One-stop shop for testing

One-stop shop for testing

Vol. 4 Issue 3

Transformer testing

The core activities of our HV lab are research tests, and type and special testing of power transformers, mainly the transformers used in the distribution network. As an accredit lab, our service is very useful to transformer manufacturers who are present or wish to be present in the European market and need their products to be certified. Particularly interesting, we are also able to perform linearly rising front-chopped impulse test, 2,000 kV/µs. This is a very complex test considering the difficulty of generating an impulse of such steepness in the lab.

For the transformer to pass the linearly rising front-chopped impulse test, the manufacturer needs to be equipped with an adequate technology and the know-how. For example, it is impossible for a standard distribution transformer to pass this test due to unfavourable distribution of voltage along the windings – because the steeper the wave, the more stressed the so-called first turns. This requires special design and Končar D&ST was among the first manufacturers to be able to develop an adequate solution in 1987. The advantage of a specially designed and tested transformer for the end user – a utility – is that such unit can be integrated in the grid in a rural community with a minimum overvoltage protection using a spark gap. Following this test, the transformer is subjected to standard tests only to confirm that it has successfully passed the linearly rising front-chopped impulse test and that nothing unexpected occurred. A lot of these test have been performed for Končar D&ST on the transformers set for delivery to Finland and Cyprus, for example.

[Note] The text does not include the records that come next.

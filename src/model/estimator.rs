//! The estimator seam between the walk-forward evaluator and concrete
//! regression models. Anything that can fit on feature/target slices and
//! predict on feature slices plugs into the evaluator.

use thiserror::Error;

#[derive(Error, Debug)]
pub enum EstimatorError {
    #[error("cannot fit on an empty training set")]
    EmptyTrainingSet,

    #[error("feature dimension mismatch: expected {expected}, got {got}")]
    DimensionMismatch { expected: usize, got: usize },

    #[error("predict called before fit")]
    NotFitted,

    #[error("normal equations are numerically singular")]
    Singular,
}

/// A point-forecast regressor. Implementations must be fully retrainable:
/// the evaluator constructs a fresh instance per query timestamp, so `fit`
/// must not assume any prior state.
pub trait Estimator {
    /// Fit on training rows. `features[i]` is the serving vector for
    /// `targets[i]`; all rows must share one dimension.
    fn fit(&mut self, features: &[Vec<f64>], targets: &[f64]) -> Result<(), EstimatorError>;

    /// Predict one value per feature row. Fails if `fit` has not run or
    /// dimensions disagree with the fitted model.
    fn predict(&self, features: &[Vec<f64>]) -> Result<Vec<f64>, EstimatorError>;
}

/// Predicts the mean of the training targets regardless of features.
/// Baseline for sanity checks and deterministic tests.
#[derive(Debug, Default, Clone)]
pub struct MeanEstimator {
    mean: Option<f64>,
}

impl MeanEstimator {
    pub fn new() -> Self {
        Self::default()
    }
}

impl Estimator for MeanEstimator {
    fn fit(&mut self, features: &[Vec<f64>], targets: &[f64]) -> Result<(), EstimatorError> {
        if targets.is_empty() || features.len() != targets.len() {
            return Err(EstimatorError::EmptyTrainingSet);
        }
        self.mean = Some(targets.iter().sum::<f64>() / targets.len() as f64);
        Ok(())
    }

    fn predict(&self, features: &[Vec<f64>]) -> Result<Vec<f64>, EstimatorError> {
        let mean = self.mean.ok_or(EstimatorError::NotFitted)?;
        Ok(vec![mean; features.len()])
    }
}
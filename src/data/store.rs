//! Parquet persistence for the pipeline layers.
//!
//! Layout under the data directory:
//! - `bronze/load.parquet`: raw feed rows
//! - `silver/load.parquet`: target-aligned hourly series
//! - `gold/features.parquet`: feature matrix
//! - `predictions/backtest.parquet`: walk-forward prediction cache
//! - `predictions/forecast.parquet`: latest day-ahead forecast
//! - `reports/mape.parquet`: trailing accuracy windows
//!
//! Timestamps are stored as RFC 3339 strings, which keeps the files
//! trivially inspectable and sidesteps parquet timezone metadata.

use std::fs::{self, File};
use std::path::{Path, PathBuf};

use chrono::{DateTime, Utc};
use polars::prelude::*;
use thiserror::Error;

use crate::data::types::{
    AlignedSeries, FeatureMatrix, FeatureRow, PredictionSeries, RawSeries, Timestamp,
};
use crate::metrics::MapeReport;

#[derive(Error, Debug)]
pub enum StoreError {
    #[error("file not found: {0}")]
    FileNotFound(String),

    #[error("polars error: {0}")]
    Polars(#[from] PolarsError),

    #[error("IO error: {0}")]
    Io(#[from] std::io::Error),

    #[error("corrupt store file: {0}")]
    Corrupt(String),
}

/// Parquet-backed store rooted at a data directory.
pub struct SeriesStore {
    data_dir: PathBuf,
}

impl SeriesStore {
    pub fn new(data_dir: impl Into<PathBuf>) -> Self {
        Self {
            data_dir: data_dir.into(),
        }
    }

    pub fn bronze_path(&self) -> PathBuf {
        self.data_dir.join("bronze").join("load.parquet")
    }

    pub fn silver_path(&self) -> PathBuf {
        self.data_dir.join("silver").join("load.parquet")
    }

    pub fn gold_path(&self) -> PathBuf {
        self.data_dir.join("gold").join("features.parquet")
    }

    pub fn backtest_path(&self) -> PathBuf {
        self.data_dir.join("predictions").join("backtest.parquet")
    }

    pub fn forecast_path(&self) -> PathBuf {
        self.data_dir.join("predictions").join("forecast.parquet")
    }

    pub fn report_path(&self) -> PathBuf {
        self.data_dir.join("reports").join("mape.parquet")
    }

    pub fn write_raw(&self, series: &RawSeries) -> Result<(), StoreError> {
        let rows = series.rows();
        let df = df!(
            "timestamp" => rows.iter().map(|r| r.timestamp.to_rfc3339()).collect::<Vec<_>>(),
            "forecasted_load" => rows.iter().map(|r| r.forecast).collect::<Vec<_>>(),
            "actual_load" => rows.iter().map(|r| r.load).collect::<Vec<_>>(),
        )?;
        self.write_frame(&self.bronze_path(), df)
    }

    /// The bronze frame, unvalidated. The quality enforcer owns schema
    /// checking and conversion to typed rows.
    pub fn read_raw_frame(&self) -> Result<DataFrame, StoreError> {
        self.read_frame(&self.bronze_path())
    }

    pub fn write_aligned(&self, series: &AlignedSeries) -> Result<(), StoreError> {
        let rows = series.rows();
        let df = df!(
            "timestamp" => rows.iter().map(|r| r.timestamp.to_rfc3339()).collect::<Vec<_>>(),
            "day_later_forecast" => rows.iter().map(|r| r.day_later_forecast).collect::<Vec<_>>(),
            "day_later_load" => rows.iter().map(|r| r.day_later_load).collect::<Vec<_>>(),
        )?;
        self.write_frame(&self.silver_path(), df)
    }

    pub fn write_features(&self, matrix: &FeatureMatrix) -> Result<(), StoreError> {
        let rows = matrix.rows();
        let df = df!(
            "timestamp" => rows.iter().map(|r| r.timestamp.to_rfc3339()).collect::<Vec<_>>(),
            "year" => rows.iter().map(|r| r.year).collect::<Vec<_>>(),
            "month" => rows.iter().map(|r| r.month).collect::<Vec<_>>(),
            "day" => rows.iter().map(|r| r.day).collect::<Vec<_>>(),
            "hour" => rows.iter().map(|r| r.hour).collect::<Vec<_>>(),
            "weekday" => rows.iter().map(|r| r.weekday).collect::<Vec<_>>(),
            "load_1h_ago" => rows.iter().map(|r| r.load_1h_ago).collect::<Vec<_>>(),
            "load_2h_ago" => rows.iter().map(|r| r.load_2h_ago).collect::<Vec<_>>(),
            "load_3h_ago" => rows.iter().map(|r| r.load_3h_ago).collect::<Vec<_>>(),
            "load_24h_ago" => rows.iter().map(|r| r.load_24h_ago).collect::<Vec<_>>(),
            "load_7d_ago" => rows.iter().map(|r| r.load_7d_ago).collect::<Vec<_>>(),
            "min_8h" => rows.iter().map(|r| r.min_8h).collect::<Vec<_>>(),
            "max_8h" => rows.iter().map(|r| r.max_8h).collect::<Vec<_>>(),
            "median_8h" => rows.iter().map(|r| r.median_8h).collect::<Vec<_>>(),
            "min_24h" => rows.iter().map(|r| r.min_24h).collect::<Vec<_>>(),
            "max_24h" => rows.iter().map(|r| r.max_24h).collect::<Vec<_>>(),
            "median_24h" => rows.iter().map(|r| r.median_24h).collect::<Vec<_>>(),
            "min_7d" => rows.iter().map(|r| r.min_7d).collect::<Vec<_>>(),
            "max_7d" => rows.iter().map(|r| r.max_7d).collect::<Vec<_>>(),
            "median_7d" => rows.iter().map(|r| r.median_7d).collect::<Vec<_>>(),
            "day_later_load" => rows.iter().map(|r| r.day_later_load).collect::<Vec<_>>(),
        )?;
        self.write_frame(&self.gold_path(), df)
    }

    pub fn read_features(&self) -> Result<FeatureMatrix, StoreError> {
        let df = self.read_frame(&self.gold_path())?;

        let timestamps = df.column("timestamp")?.str()?;
        let years = df.column("year")?.i32()?;
        let months = df.column("month")?.u32()?;
        let days = df.column("day")?.u32()?;
        let hours = df.column("hour")?.u32()?;
        let weekdays = df.column("weekday")?.u32()?;
        let load_1h = df.column("load_1h_ago")?.f64()?;
        let load_2h = df.column("load_2h_ago")?.f64()?;
        let load_3h = df.column("load_3h_ago")?.f64()?;
        let load_24h = df.column("load_24h_ago")?.f64()?;
        let load_7d = df.column("load_7d_ago")?.f64()?;
        let min_8h = df.column("min_8h")?.f64()?;
        let max_8h = df.column("max_8h")?.f64()?;
        let median_8h = df.column("median_8h")?.f64()?;
        let min_24h = df.column("min_24h")?.f64()?;
        let max_24h = df.column("max_24h")?.f64()?;
        let median_24h = df.column("median_24h")?.f64()?;
        let min_7d = df.column("min_7d")?.f64()?;
        let max_7d = df.column("max_7d")?.f64()?;
        let median_7d = df.column("median_7d")?.f64()?;
        let labels = df.column("day_later_load")?.f64()?;

        let mut rows = Vec::with_capacity(df.height());
        for i in 0..df.height() {
            rows.push(FeatureRow {
                timestamp: parse_timestamp(timestamps.get(i), "timestamp")?,
                year: required(years.get(i), "year")?,
                month: required(months.get(i), "month")?,
                day: required(days.get(i), "day")?,
                hour: required(hours.get(i), "hour")?,
                weekday: required(weekdays.get(i), "weekday")?,
                load_1h_ago: load_1h.get(i),
                load_2h_ago: load_2h.get(i),
                load_3h_ago: load_3h.get(i),
                load_24h_ago: load_24h.get(i),
                load_7d_ago: load_7d.get(i),
                min_8h: min_8h.get(i),
                max_8h: max_8h.get(i),
                median_8h: median_8h.get(i),
                min_24h: min_24h.get(i),
                max_24h: max_24h.get(i),
                median_24h: median_24h.get(i),
                min_7d: min_7d.get(i),
                max_7d: max_7d.get(i),
                median_7d: median_7d.get(i),
                day_later_load: labels.get(i),
            });
        }
        Ok(FeatureMatrix::from_rows(rows))
    }

    pub fn write_backtest_predictions(
        &self,
        predictions: &PredictionSeries,
    ) -> Result<(), StoreError> {
        self.write_predictions(&self.backtest_path(), predictions)
    }

    pub fn read_backtest_predictions(&self) -> Result<PredictionSeries, StoreError> {
        self.read_predictions(&self.backtest_path())
    }

    pub fn write_forecast(&self, predictions: &PredictionSeries) -> Result<(), StoreError> {
        self.write_predictions(&self.forecast_path(), predictions)
    }

    pub fn write_mape_report(&self, report: &MapeReport) -> Result<(), StoreError> {
        let df = df!(
            "lookback_hours" => report.windows.iter().map(|w| w.lookback_hours).collect::<Vec<_>>(),
            "window_start" => report.windows.iter().map(|w| w.start.to_rfc3339()).collect::<Vec<_>>(),
            "mape" => report.windows.iter().map(|w| w.mape).collect::<Vec<_>>(),
        )?;
        self.write_frame(&self.report_path(), df)
    }

    fn write_predictions(
        &self,
        path: &Path,
        predictions: &PredictionSeries,
    ) -> Result<(), StoreError> {
        let df = df!(
            "timestamp" => predictions.iter().map(|(ts, _)| ts.to_rfc3339()).collect::<Vec<_>>(),
            "predicted_day_later_load" => predictions.iter().map(|(_, v)| v).collect::<Vec<_>>(),
        )?;
        self.write_frame(path, df)
    }

    fn read_predictions(&self, path: &Path) -> Result<PredictionSeries, StoreError> {
        let df = self.read_frame(path)?;
        let timestamps = df.column("timestamp")?.str()?;
        let values = df.column("predicted_day_later_load")?.f64()?;

        let mut predictions = PredictionSeries::new();
        for i in 0..df.height() {
            let ts = parse_timestamp(timestamps.get(i), "timestamp")?;
            let value = required(values.get(i), "predicted_day_later_load")?;
            predictions.insert(ts, value);
        }
        Ok(predictions)
    }

    fn write_frame(&self, path: &Path, mut df: DataFrame) -> Result<(), StoreError> {
        if let Some(parent) = path.parent() {
            fs::create_dir_all(parent)?;
        }
        let file = File::create(path)?;
        ParquetWriter::new(file).finish(&mut df)?;
        Ok(())
    }

    fn read_frame(&self, path: &Path) -> Result<DataFrame, StoreError> {
        if !path.exists() {
            return Err(StoreError::FileNotFound(path.display().to_string()));
        }
        let df = LazyFrame::scan_parquet(path, ScanArgsParquet::default())?.collect()?;
        Ok(df)
    }
}

fn parse_timestamp(raw: Option<&str>, column: &str) -> Result<Timestamp, StoreError> {
    let raw = raw.ok_or_else(|| StoreError::Corrupt(format!("null {column}")))?;
    DateTime::parse_from_rfc3339(raw)
        .map(|dt| dt.with_timezone(&Utc))
        .map_err(|e| StoreError::Corrupt(format!("bad {column} {raw:?}: {e}")))
}

fn required<T>(value: Option<T>, column: &str) -> Result<T, StoreError> {
    value.ok_or_else(|| StoreError::Corrupt(format!("null {column}")))
}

Instrument transformer testing

One particularity of instrument transformer (IT) testing at our lab is that we conduct tests for instrument transformers that are intended for use in power quality measurements. Although there are no set standards for these tests, there is a specific need for them as they can provide utilities with information on power measurement uncertainty which is caused by higher harmonics. This is why the IT manufacturers are nowadays required to develop features which can indicate how the transformer behaves at higher frequencies – specifically, how the harmonics are transmitted in terms of the ratio and phase angle errors, and how the transformer itself generates higher harmonics.